▶ Exercise goal: Report each line from the records where the string "producer" turns up.
──────── Given information ────────
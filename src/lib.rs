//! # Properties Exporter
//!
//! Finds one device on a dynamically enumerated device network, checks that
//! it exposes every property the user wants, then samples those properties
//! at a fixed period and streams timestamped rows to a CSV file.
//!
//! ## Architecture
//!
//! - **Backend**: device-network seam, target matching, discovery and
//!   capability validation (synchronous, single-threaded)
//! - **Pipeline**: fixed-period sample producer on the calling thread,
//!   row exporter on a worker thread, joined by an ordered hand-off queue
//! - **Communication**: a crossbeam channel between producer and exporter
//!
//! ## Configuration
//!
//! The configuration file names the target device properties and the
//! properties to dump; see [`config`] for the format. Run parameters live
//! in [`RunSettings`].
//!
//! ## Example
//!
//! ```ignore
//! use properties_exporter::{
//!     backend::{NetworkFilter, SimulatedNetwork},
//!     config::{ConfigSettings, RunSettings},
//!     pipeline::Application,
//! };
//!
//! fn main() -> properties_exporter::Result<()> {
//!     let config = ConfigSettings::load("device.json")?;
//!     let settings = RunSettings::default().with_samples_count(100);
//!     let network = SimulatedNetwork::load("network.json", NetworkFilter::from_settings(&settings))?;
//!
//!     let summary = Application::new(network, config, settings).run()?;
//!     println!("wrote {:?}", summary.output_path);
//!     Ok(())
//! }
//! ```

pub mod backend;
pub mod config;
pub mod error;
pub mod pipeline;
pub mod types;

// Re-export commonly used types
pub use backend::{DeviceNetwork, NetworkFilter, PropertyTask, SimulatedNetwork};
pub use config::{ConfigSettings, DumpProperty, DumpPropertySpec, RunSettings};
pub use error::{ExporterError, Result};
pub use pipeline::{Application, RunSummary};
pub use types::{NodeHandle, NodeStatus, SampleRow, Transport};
────────
▶ Response:
//! - **Pipeline**: fixed-period sample producer on the calling thread,
//! - **Communication**: a crossbeam channel between producer and exporter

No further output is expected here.